NFT Lender Omni Hacked for 1,300 ETH

Omni, a non-fungible token (NFT) platform was hacked by an attacker for 1,300ether (ETH), or $1.43 million. The hacker exploited Omni’s reentrancy vulnerability protocol.

NFT Money Market Platform allows users to openly stake their NFTs to gain tokens such as ETH.

Omni stated that although the hacker was able tamper with more than 1,300 wETH ($1.4million), Omni maintained that the theft didn’t affect customers’ funds. Omni stated that the hacker was able to drain more than 1,300 wETH ($1.4 million) from the ERC20 tradable version of ETH, but only its internal funds were affected as the platform is still in beta test mode.

According to the NFT company, the protocol was suspended for an exhaustive investigation.

According to The Block projects that were coded with Solidity Reentrancy is possible. This allows hackers force smart contracts to call an untrusted entity. 

For this nature of the hack, Yajin Zhou – CEO of blockchain security company BlockSec – told The Block that the hacker deposited NFTs from a collection called Doodles, which were used to borrow wrapped ETH (WETH), tokenized versions of cryptocurrencies that are pegged to the value of the original coin.

After the liquidation and deposit of the position, all Doodle NFT remaining from the original collateral are returned to the attacker.

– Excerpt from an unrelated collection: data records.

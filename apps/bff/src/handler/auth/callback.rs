//! ID プロバイダからのコールバック

use std::sync::Arc;

use axum::{
    extract::{Query, State},
    http::{HeaderMap, Method, StatusCode},
    response::{IntoResponse, Redirect, Response},
};
use relaygate_domain::{
    credential::{CredentialPair, SubjectId},
    error_code::AuthErrorCode,
    return_to::ReturnTo,
};
use relaygate_shared::{
    event_log::{error, event},
    log_business_event,
};
use serde::Deserialize;
use utoipa::IntoParams;

use super::AuthState;
use crate::{
    client::{UpstreamRequest, parse_token_grant},
    error::redirect_to_error_page,
};

/// 上流のログインエンドポイント
pub const UPSTREAM_LOGIN_PATH: &str = "/auth/login";

/// 受け付ける `requestType`
const LOGIN_REQUEST_TYPE: &str = "login";

/// コールバックのクエリパラメータ
#[derive(Debug, Default, Deserialize, IntoParams)]
#[serde(rename_all = "camelCase")]
#[into_params(parameter_in = Query)]
pub struct CallbackParams {
    /// 要求種別（`login` のみ受け付ける）
    pub request_type: Option<String>,
    /// 会員コード（サブジェクト ID、整数）
    pub member_cd:    Option<String>,
    /// サービスコード（ログ出力のみ）
    pub service_code: Option<String>,
    /// ID プロバイダのトークン（受け取るが検証はしない）
    pub st:           Option<String>,
}

/// GET /api/auth/callback, GET /callback
///
/// 会員コードを上流の `POST /auth/login` でトークンと交換し、セッションに保存する。
/// 戻り先マーカーを消費して、記録された戻り先（なければ `/`）へリダイレクトする。
#[utoipa::path(
   get,
   path = "/api/auth/callback",
   tag = "auth",
   params(CallbackParams),
   responses(
      (status = 307, description = "戻り先、または /error-page?code=<code> へリダイレクト")
   )
)]
#[tracing::instrument(skip_all)]
pub async fn callback(
    State(state): State<Arc<AuthState>>,
    headers: HeaderMap,
    Query(params): Query<CallbackParams>,
) -> Response {
    tracing::debug!(
        service_code = ?params.service_code,
        has_provider_token = params.st.is_some(),
        "ID プロバイダからのコールバック"
    );

    let credential = match validate(&params) {
        Ok(subject_id) => exchange(&state, subject_id).await,
        Err(code) => Err(code),
    };
    let credential = match credential {
        Ok(credential) => credential,
        Err(code) => {
            log_business_event!(
                event.category = event::category::AUTH,
                event.action = event::action::LOGIN_FAILURE,
                event.result = event::result::FAILURE,
                event.reason = %code,
                "ログインに失敗"
            );
            return redirect_to_error_page(code).into_response();
        }
    };

    log_business_event!(
        event.category = event::category::AUTH,
        event.action = event::action::LOGIN_SUCCESS,
        event.result = event::result::SUCCESS,
        event.subject_id = ?credential.subject_id(),
        "ログイン成功"
    );

    let cookies = state.sessions.open(&headers);
    let destination = cookies.return_to().unwrap_or_else(ReturnTo::root);
    (
        cookies.persist(&credential).forget_return_to(),
        Redirect::temporary(destination.as_str()),
    )
        .into_response()
}

/// 要求種別と会員コードを検証する
fn validate(params: &CallbackParams) -> Result<SubjectId, AuthErrorCode> {
    if params.request_type.as_deref() != Some(LOGIN_REQUEST_TYPE) {
        return Err(AuthErrorCode::InvalidRequestType);
    }
    params
        .member_cd
        .as_deref()
        .and_then(|value| SubjectId::parse(value).ok())
        .ok_or(AuthErrorCode::MissingMemberCode)
}

/// 会員コードを認証情報ペアと交換する
async fn exchange(state: &AuthState, subject_id: SubjectId) -> Result<CredentialPair, AuthErrorCode> {
    if state.mock_mode {
        return mock_credential(subject_id);
    }

    let request = UpstreamRequest::new(Method::POST, UPSTREAM_LOGIN_PATH)
        .with_json(serde_json::json!({ "subjectId": subject_id.as_i64() }));

    match state.engine.send_once(request, None).await {
        Ok(response) if response.status == StatusCode::OK => parse_token_grant(&response)
            .and_then(|grant| CredentialPair::issue(grant, Some(subject_id)).ok())
            .ok_or_else(|| {
                tracing::warn!("上流ログインの応答にトークンがありません");
                AuthErrorCode::LoginFailed
            }),
        Ok(response) => {
            tracing::warn!(status = %response.status, "上流ログインが拒否されました");
            Err(AuthErrorCode::LoginFailed)
        }
        Err(e) => {
            tracing::error!(
                error.category = error::category::EXTERNAL_SERVICE,
                error.kind = error::kind::UPSTREAM_UNAVAILABLE,
                "上流ログインの呼び出しに失敗: {}",
                e
            );
            Err(AuthErrorCode::CallbackError)
        }
    }
}

/// モックモードの認証情報
fn mock_credential(subject_id: SubjectId) -> Result<CredentialPair, AuthErrorCode> {
    let millis = time::OffsetDateTime::now_utc().unix_timestamp_nanos() / 1_000_000;
    CredentialPair::new(
        format!("mock_access_token_{subject_id}_{millis}"),
        format!("mock_refresh_token_{subject_id}_{millis}"),
        Some(subject_id),
    )
    .map_err(|_| AuthErrorCode::CallbackError)
}
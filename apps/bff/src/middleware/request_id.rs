//! # Request ID の上流への引き継ぎ
//!
//! `SetRequestIdLayer` が採番（またはクライアント提供値を採用）した Request ID を
//! [`store_request_id`] が task-local に置き、[`stamp_request_id`] が上流への
//! リクエストヘッダーに書き込む。
//!
//! 書き込みは [`UpstreamClient`](crate::client::UpstreamClient) が行うので、
//! トランスポートの実装によらず必ず付く。リフレッシュは最初に到着した
//! リクエストのタスク上で実行されるため、その Request ID が付く。

use axum::{
    body::Body,
    http::{HeaderMap, HeaderName, HeaderValue, Request},
    middleware::Next,
    response::Response,
};
use relaygate_shared::observability::REQUEST_ID_HEADER;
use tower_http::request_id::RequestId;

tokio::task_local! {
    static REQUEST_ID: HeaderValue;
}

/// 現在のリクエストの Request ID
///
/// task-local スコープ外（起動時の呼び出しやテスト）では `None`。
pub fn current_request_id() -> Option<HeaderValue> {
    REQUEST_ID.try_with(HeaderValue::clone).ok()
}

/// Request ID を task-local に保存するミドルウェア
///
/// `SetRequestIdLayer` より内側に置く。
pub async fn store_request_id(request: Request<Body>, next: Next) -> Response {
    match request.extensions().get::<RequestId>() {
        Some(id) => {
            let value = id.header_value().clone();
            REQUEST_ID.scope(value, next.run(request)).await
        }
        None => next.run(request).await,
    }
}

/// 現在の Request ID を上流向けヘッダーに書き込む
///
/// ブラウザから来た同名ヘッダーは転送前に除外済みなので、ここで上書きする。
pub fn stamp_request_id(headers: &mut HeaderMap) {
    if let Some(id) = current_request_id() {
        headers.insert(HeaderName::from_static(REQUEST_ID_HEADER), id);
    }
}
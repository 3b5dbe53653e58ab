//! # BFF エラーハンドリング
//!
//! BFF の各ハンドラが共通で使うエラーレスポンスの組み立てを集約する。
//!
//! | 状況 | レスポンス |
//! |------|------------|
//! | 認証情報なし・リフレッシュ失敗 | 401 `{"error":"SESSION_EXPIRED","redirect":...}` |
//! | 専用エンドポイントのある `/api/auth/*` へのプロキシ | 400 `{"error":"Use dedicated auth endpoints"}` |
//! | 上流タイムアウト | 504 Problem Details |
//! | 上流に接続できない・上流 5xx | 502 Problem Details |
//! | ハンドシェイクの失敗 | 307 `/error-page?code=<code>` |

use axum::{
    Json,
    http::StatusCode,
    response::{IntoResponse, Redirect, Response},
};
use relaygate_domain::error_code::AuthErrorCode;
use relaygate_shared::{ErrorResponse, event_log::error};
use serde::Serialize;
use utoipa::ToSchema;

use crate::client::UpstreamError;

/// セッション切れを示すエラー識別子
pub const SESSION_EXPIRED: &str = "SESSION_EXPIRED";

/// エラーページのパス
pub const ERROR_PAGE_PATH: &str = "/error-page";

/// プログラム向けの簡易エラー本文
///
/// `redirect` はブラウザが次に遷移すべきパス。
#[derive(Debug, Serialize, ToSchema)]
pub struct ClientErrorBody {
    pub error:    String,
    #[serde(skip_serializing_if = "Option::is_none")]
    pub redirect: Option<String>,
}

/// エラーページの URL（`/error-page?code=<code>`）
pub fn error_page_location(code: AuthErrorCode) -> String {
    format!("{ERROR_PAGE_PATH}?code={code}")
}

/// エラーページへリダイレクトする
pub fn redirect_to_error_page(code: AuthErrorCode) -> Redirect {
    Redirect::temporary(&error_page_location(code))
}

/// 401 SESSION_EXPIRED レスポンス
///
/// 認証情報がない、またはリフレッシュに失敗した場合に返す。再試行はしない。
pub fn session_expired_response() -> Response {
    (
        StatusCode::UNAUTHORIZED,
        Json(ClientErrorBody {
            error:    SESSION_EXPIRED.to_string(),
            redirect: Some(error_page_location(AuthErrorCode::SessionExpired)),
        }),
    )
        .into_response()
}

/// 400 レスポンス（認証系パスのプロキシ禁止）
pub fn dedicated_auth_endpoint_response() -> Response {
    (
        StatusCode::BAD_REQUEST,
        Json(ClientErrorBody {
            error:    "Use dedicated auth endpoints".to_string(),
            redirect: None,
        }),
    )
        .into_response()
}

/// 上流呼び出しの失敗をログに記録し、502 / 504 レスポンスに変換する
///
/// 認証切れとは区別し、決して 401 にはしない。
pub fn upstream_failure_response(context: &str, err: &UpstreamError) -> Response {
    match err {
        UpstreamError::Timeout => {
            tracing::error!(
                error.category = error::category::EXTERNAL_SERVICE,
                error.kind = error::kind::UPSTREAM_TIMEOUT,
                "{}で上流がタイムアウト",
                context
            );
            (
                StatusCode::GATEWAY_TIMEOUT,
                Json(ErrorResponse::upstream_timeout()),
            )
                .into_response()
        }
        other => {
            tracing::error!(
                error.category = error::category::EXTERNAL_SERVICE,
                error.kind = error::kind::UPSTREAM_UNAVAILABLE,
                "{}で上流呼び出しに失敗: {}",
                context,
                other
            );
            (
                StatusCode::BAD_GATEWAY,
                Json(ErrorResponse::upstream_unavailable(
                    "上流サービスを一時的に利用できません",
                )),
            )
                .into_response()
        }
    }
}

Zhou stated that hackers are known to liquidate loan positions when the NFT collateral left before the callback function was invoked wasn’t enough to cover the debt. This is why hackers often resort to reentrancy, as they can use borrowed WETH to purchase additional NFTs before liquidation.

Zhou also stated that the hacker used the Doodles NFT he had obtained with the original loan as collateral in order to borrow more WETH. Omni did not recognize the situation, so the hacker could withdraw NFTs and pay back the loan.

According to The Block data from Etherscan indicates that the attacker has already laundered funds via a coin-mingling service for private transactions on Ethereum called Tornado Cash.